DATA TO PROCESS
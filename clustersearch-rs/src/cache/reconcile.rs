//! Patching cached search results after a resource is deleted.
//!
//! A delete is reflected locally instead of refetching:
//! - From the results table, the resource is removed from the items entry
//! - From a related table, it is removed from that kind's related items and
//!   the kind's related count is decremented (or the kind dropped at zero)
//!
//! Every step is best-effort. A missing entry means nothing was fetched for
//! that key yet, so there is nothing stale to repair.

use super::types::*;
use super::ResultCache;
use crate::search::{compile, StructuredQuery};
use serde::{Deserialize, Serialize};
use tracing::debug;

/// How a cached item is recognised as the deleted resource.
#[derive(Debug, Clone, Copy, Default, PartialEq, Eq, Serialize, Deserialize)]
#[serde(rename_all = "snake_case")]
pub enum MatchRule {
    /// Same uid and same name.
    #[default]
    UidAndName,
    /// Same cluster, namespace, kind and name.
    Composite,
}

impl MatchRule {
    pub fn matches(self, item: &Resource, deleted: &Resource) -> bool {
        match self {
            MatchRule::UidAndName => item.uid == deleted.uid && item.name == deleted.name,
            MatchRule::Composite => {
                item.cluster == deleted.cluster
                    && item.namespace == deleted.namespace
                    && item.kind == deleted.kind
                    && item.name == deleted.name
            }
        }
    }
}

/// Where the user started the delete from.
#[derive(Debug, Clone, Copy, PartialEq, Eq, Serialize, Deserialize)]
#[serde(rename_all = "snake_case")]
pub enum DeleteOrigin {
    /// The direct search results table.
    Results,
    /// A related resources table.
    Related,
}

/// Outcome of one patch step.
#[derive(Debug, Clone, PartialEq, Eq, Serialize, Deserialize)]
#[serde(tag = "status", rename_all = "snake_case")]
pub enum PatchOutcome {
    /// The entry was rewritten. `removed` counts dropped items or groups.
    Patched { removed: usize },
    /// Nothing cached under the key.
    Miss,
    /// The key held a different kind of response.
    Mismatch,
}

/// What a reconciliation touched.
#[derive(Debug, Clone, Default, PartialEq, Eq, Serialize, Deserialize)]
pub struct ReconcileReport {
    #[serde(skip_serializing_if = "Option::is_none")]
    pub items: Option<PatchOutcome>,
    #[serde(skip_serializing_if = "Option::is_none")]
    pub related_items: Option<PatchOutcome>,
    #[serde(skip_serializing_if = "Option::is_none")]
    pub related_count: Option<PatchOutcome>,
}

/// Rewrites cached responses so they no longer show a deleted resource.
#[derive(Debug, Clone, Copy, Default)]
pub struct Reconciler {
    rule: MatchRule,
}

impl Reconciler {
    pub fn new(rule: MatchRule) -> Self {
        Self { rule }
    }

    pub fn rule(&self) -> MatchRule {
        self.rule
    }

    /// Patch the store(s) behind the view the delete started from.
    ///
    /// `current_query` is the raw search text the page is showing.
    pub fn reconcile(
        &self,
        origin: DeleteOrigin,
        current_query: &str,
        deleted: &Resource,
        items_store: &mut dyn ResultCache,
        related_store: &mut dyn ResultCache,
    ) -> ReconcileReport {
        let query = compile(current_query);
        let report = match origin {
            DeleteOrigin::Results => ReconcileReport {
                items: Some(self.remove_from_items(items_store, &query, deleted)),
                ..Default::default()
            },
            DeleteOrigin::Related => ReconcileReport {
                related_items: Some(self.remove_from_related_items(related_store, &query, deleted)),
                related_count: Some(decrement_related_count(related_store, &query, &deleted.kind)),
                ..Default::default()
            },
        };
        debug!(
            ?origin,
            kind = %deleted.kind,
            name = %deleted.name,
            ?report,
            "Reconciled cached search results"
        );
        report
    }

    /// Drop the deleted resource from the cached direct results.
    pub fn remove_from_items(
        &self,
        store: &mut dyn ResultCache,
        query: &StructuredQuery,
        deleted: &Resource,
    ) -> PatchOutcome {
        let key = CacheKey::items(query);
        let items = match store.read(&key) {
            None => return PatchOutcome::Miss,
            Some(CachedResultEntry::Items { items }) => items,
            Some(_) => return PatchOutcome::Mismatch,
        };

        let before = items.len();
        let items: Vec<Resource> = items
            .into_iter()
            .filter(|item| !self.rule.matches(item, deleted))
            .collect();
        let removed = before - items.len();

        store.write(key, CachedResultEntry::Items { items });
        PatchOutcome::Patched { removed }
    }

    /// Drop the deleted resource from its kind's cached related items.
    pub fn remove_from_related_items(
        &self,
        store: &mut dyn ResultCache,
        query: &StructuredQuery,
        deleted: &Resource,
    ) -> PatchOutcome {
        let key = CacheKey::related_items(query, &deleted.kind);
        let related = match store.read(&key) {
            None => return PatchOutcome::Miss,
            Some(CachedResultEntry::RelatedItems { related }) => related,
            Some(_) => return PatchOutcome::Mismatch,
        };

        let mut removed = 0;
        let related: Vec<RelatedItems> = related
            .into_iter()
            .map(|group| {
                if group.kind != deleted.kind {
                    return group;
                }
                let before = group.items.len();
                let items: Vec<Resource> = group
                    .items
                    .into_iter()
                    .filter(|item| !self.rule.matches(item, deleted))
                    .collect();
                removed += before - items.len();
                RelatedItems {
                    kind: group.kind,
                    items,
                }
            })
            .collect();

        store.write(key, CachedResultEntry::RelatedItems { related });
        PatchOutcome::Patched { removed }
    }
}

/// Decrement the cached related count of `kind`, dropping the kind when its
/// last member goes away.
pub fn decrement_related_count(
    store: &mut dyn ResultCache,
    query: &StructuredQuery,
    kind: &str,
) -> PatchOutcome {
    let key = CacheKey::related_count(query);
    let related = match store.read(&key) {
        None => return PatchOutcome::Miss,
        Some(CachedResultEntry::RelatedCount { related }) => related,
        Some(_) => return PatchOutcome::Mismatch,
    };

    let before = related.len();
    let related: Vec<RelatedCount> = related
        .into_iter()
        .filter_map(|group| {
            if group.kind != kind {
                Some(group)
            } else if group.count > 1 {
                Some(RelatedCount {
                    count: group.count - 1,
                    ..group
                })
            } else {
                None
            }
        })
        .collect();
    let removed = before - related.len();

    store.write(key, CachedResultEntry::RelatedCount { related });
    PatchOutcome::Patched { removed }
}

#[cfg(test)]
mod tests {
    use super::*;
    use crate::cache::MemoryCache;
    use pretty_assertions::assert_eq;

    const QUERY: &str = "kind:deployment name:web";

    fn pod(uid: &str, name: &str) -> Resource {
        Resource::new(uid, name, "pod").with_location("local-cluster", "default")
    }

    fn items_store(items: Vec<Resource>) -> MemoryCache {
        let mut store = MemoryCache::new();
        store.write(
            CacheKey::items(&compile(QUERY)),
            CachedResultEntry::Items { items },
        );
        store
    }

    fn related_store(groups: Vec<RelatedItems>, counts: Vec<RelatedCount>) -> MemoryCache {
        let query = compile(QUERY);
        let mut store = MemoryCache::new();
        for group in &groups {
            store.write(
                CacheKey::related_items(&query, &group.kind),
                CachedResultEntry::RelatedItems {
                    related: groups.clone(),
                },
            );
        }
        store.write(
            CacheKey::related_count(&query),
            CachedResultEntry::RelatedCount { related: counts },
        );
        store
    }

    fn count(kind: &str, count: u64) -> RelatedCount {
        RelatedCount {
            kind: kind.to_string(),
            count,
        }
    }

    fn cached_counts(store: &MemoryCache) -> Vec<RelatedCount> {
        match store.read(&CacheKey::related_count(&compile(QUERY))) {
            Some(CachedResultEntry::RelatedCount { related }) => related,
            other => panic!("unexpected entry: {:?}", other),
        }
    }

    // -- Direct results --

    #[test]
    fn test_direct_delete_removes_item() {
        let mut items = items_store(vec![pod("1", "pod-a"), pod("2", "pod-b")]);
        let mut related = MemoryCache::new();

        let report = Reconciler::default().reconcile(
            DeleteOrigin::Results,
            QUERY,
            &pod("1", "pod-a"),
            &mut items,
            &mut related,
        );

        assert_eq!(report.items, Some(PatchOutcome::Patched { removed: 1 }));
        assert_eq!(report.related_items, None);
        assert_eq!(
            items.read(&CacheKey::items(&compile(QUERY))),
            Some(CachedResultEntry::Items {
                items: vec![pod("2", "pod-b")]
            })
        );
        assert!(related.is_empty());
    }

    #[test]
    fn test_direct_delete_requires_uid_and_name() {
        let mut items = items_store(vec![pod("1", "pod-b"), pod("2", "pod-a")]);
        let outcome = Reconciler::default().remove_from_items(
            &mut items,
            &compile(QUERY),
            &pod("1", "pod-a"),
        );
        assert_eq!(outcome, PatchOutcome::Patched { removed: 0 });
    }

    #[test]
    fn test_direct_delete_uses_full_query_as_key() {
        let mut items = items_store(vec![pod("1", "pod-a")]);
        let outcome = Reconciler::default().remove_from_items(
            &mut items,
            &compile("kind:deployment"),
            &pod("1", "pod-a"),
        );
        assert_eq!(outcome, PatchOutcome::Miss);
        assert_eq!(items.len(), 1);
    }

    #[test]
    fn test_direct_delete_ignores_in_progress_filter() {
        let mut items = items_store(vec![pod("1", "pod-a")]);
        let outcome = Reconciler::default().remove_from_items(
            &mut items,
            &compile(&format!("{} status:=", QUERY)),
            &pod("1", "pod-a"),
        );
        assert_eq!(outcome, PatchOutcome::Patched { removed: 1 });
    }

    #[test]
    fn test_composite_rule() {
        let other_cluster = Resource::new("9", "pod-a", "pod").with_location("edge", "default");
        let mut items = items_store(vec![pod("1", "pod-a"), other_cluster.clone()]);

        let outcome = Reconciler::new(MatchRule::Composite).remove_from_items(
            &mut items,
            &compile(QUERY),
            &pod("7", "pod-a"),
        );

        assert_eq!(outcome, PatchOutcome::Patched { removed: 1 });
        assert_eq!(
            items.read(&CacheKey::items(&compile(QUERY))),
            Some(CachedResultEntry::Items {
                items: vec![other_cluster]
            })
        );
    }

    #[test]
    fn test_mismatched_entry_is_left_alone() {
        let mut store = MemoryCache::new();
        let key = CacheKey::items(&compile(QUERY));
        let entry = CachedResultEntry::RelatedCount {
            related: vec![count("pod", 1)],
        };
        store.write(key.clone(), entry.clone());

        let outcome =
            Reconciler::default().remove_from_items(&mut store, &compile(QUERY), &pod("1", "pod-a"));

        assert_eq!(outcome, PatchOutcome::Mismatch);
        assert_eq!(store.read(&key), Some(entry));
    }

    // -- Related resources --

    #[test]
    fn test_related_delete_patches_items_and_counts() {
        let groups = vec![
            RelatedItems {
                kind: "pod".to_string(),
                items: vec![pod("1", "pod-a"), pod("2", "pod-b")],
            },
            RelatedItems {
                kind: "replicaset".to_string(),
                items: vec![Resource::new("3", "pod-a", "replicaset")],
            },
        ];
        let mut related = related_store(groups, vec![count("pod", 2), count("replicaset", 1)]);
        let mut items = items_store(vec![pod("1", "pod-a")]);

        let report = Reconciler::default().reconcile(
            DeleteOrigin::Related,
            QUERY,
            &pod("1", "pod-a"),
            &mut items,
            &mut related,
        );

        assert_eq!(report.items, None);
        assert_eq!(report.related_items, Some(PatchOutcome::Patched { removed: 1 }));
        assert_eq!(report.related_count, Some(PatchOutcome::Patched { removed: 0 }));

        let key = CacheKey::related_items(&compile(QUERY), "pod");
        assert_eq!(
            related.read(&key),
            Some(CachedResultEntry::RelatedItems {
                related: vec![
                    RelatedItems {
                        kind: "pod".to_string(),
                        items: vec![pod("2", "pod-b")],
                    },
                    RelatedItems {
                        kind: "replicaset".to_string(),
                        items: vec![Resource::new("3", "pod-a", "replicaset")],
                    },
                ]
            })
        );
        assert_eq!(
            cached_counts(&related),
            vec![count("pod", 1), count("replicaset", 1)]
        );
        // The direct results store is a separate cache and is not touched.
        assert_eq!(
            items.read(&CacheKey::items(&compile(QUERY))),
            Some(CachedResultEntry::Items {
                items: vec![pod("1", "pod-a")]
            })
        );
    }

    #[test]
    fn test_count_of_one_removes_group() {
        let mut store = related_store(Vec::new(), vec![count("pod", 1)]);
        let outcome = decrement_related_count(&mut store, &compile(QUERY), "pod");
        assert_eq!(outcome, PatchOutcome::Patched { removed: 1 });
        assert_eq!(cached_counts(&store), Vec::new());
    }

    #[test]
    fn test_count_above_one_decrements() {
        let mut store = related_store(Vec::new(), vec![count("pod", 3)]);
        decrement_related_count(&mut store, &compile(QUERY), "pod");
        assert_eq!(cached_counts(&store), vec![count("pod", 2)]);
    }

    #[test]
    fn test_count_of_zero_removes_group() {
        let mut store = related_store(Vec::new(), vec![count("service", 4), count("pod", 0)]);
        decrement_related_count(&mut store, &compile(QUERY), "pod");
        assert_eq!(cached_counts(&store), vec![count("service", 4)]);
    }

    #[test]
    fn test_related_delete_with_empty_cache() {
        let mut items = MemoryCache::new();
        let mut related = MemoryCache::new();

        let report = Reconciler::default().reconcile(
            DeleteOrigin::Related,
            QUERY,
            &pod("1", "pod-a"),
            &mut items,
            &mut related,
        );

        assert_eq!(report.related_items, Some(PatchOutcome::Miss));
        assert_eq!(report.related_count, Some(PatchOutcome::Miss));
        assert!(related.is_empty());
    }
}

WHAT THE EXERCISE ASKS
Both the first line of the data above and the line with "the items entry" must be included; please return exactly those lines and the ones between them.

EXERCISE RESULT
filename clustersearch-rs/src/cache/reconcile.rs
//! Patching cached search results after a resource is deleted.
//!
//! A delete is reflected locally instead of refetching:
//! - From the results table, the resource is removed from the items entry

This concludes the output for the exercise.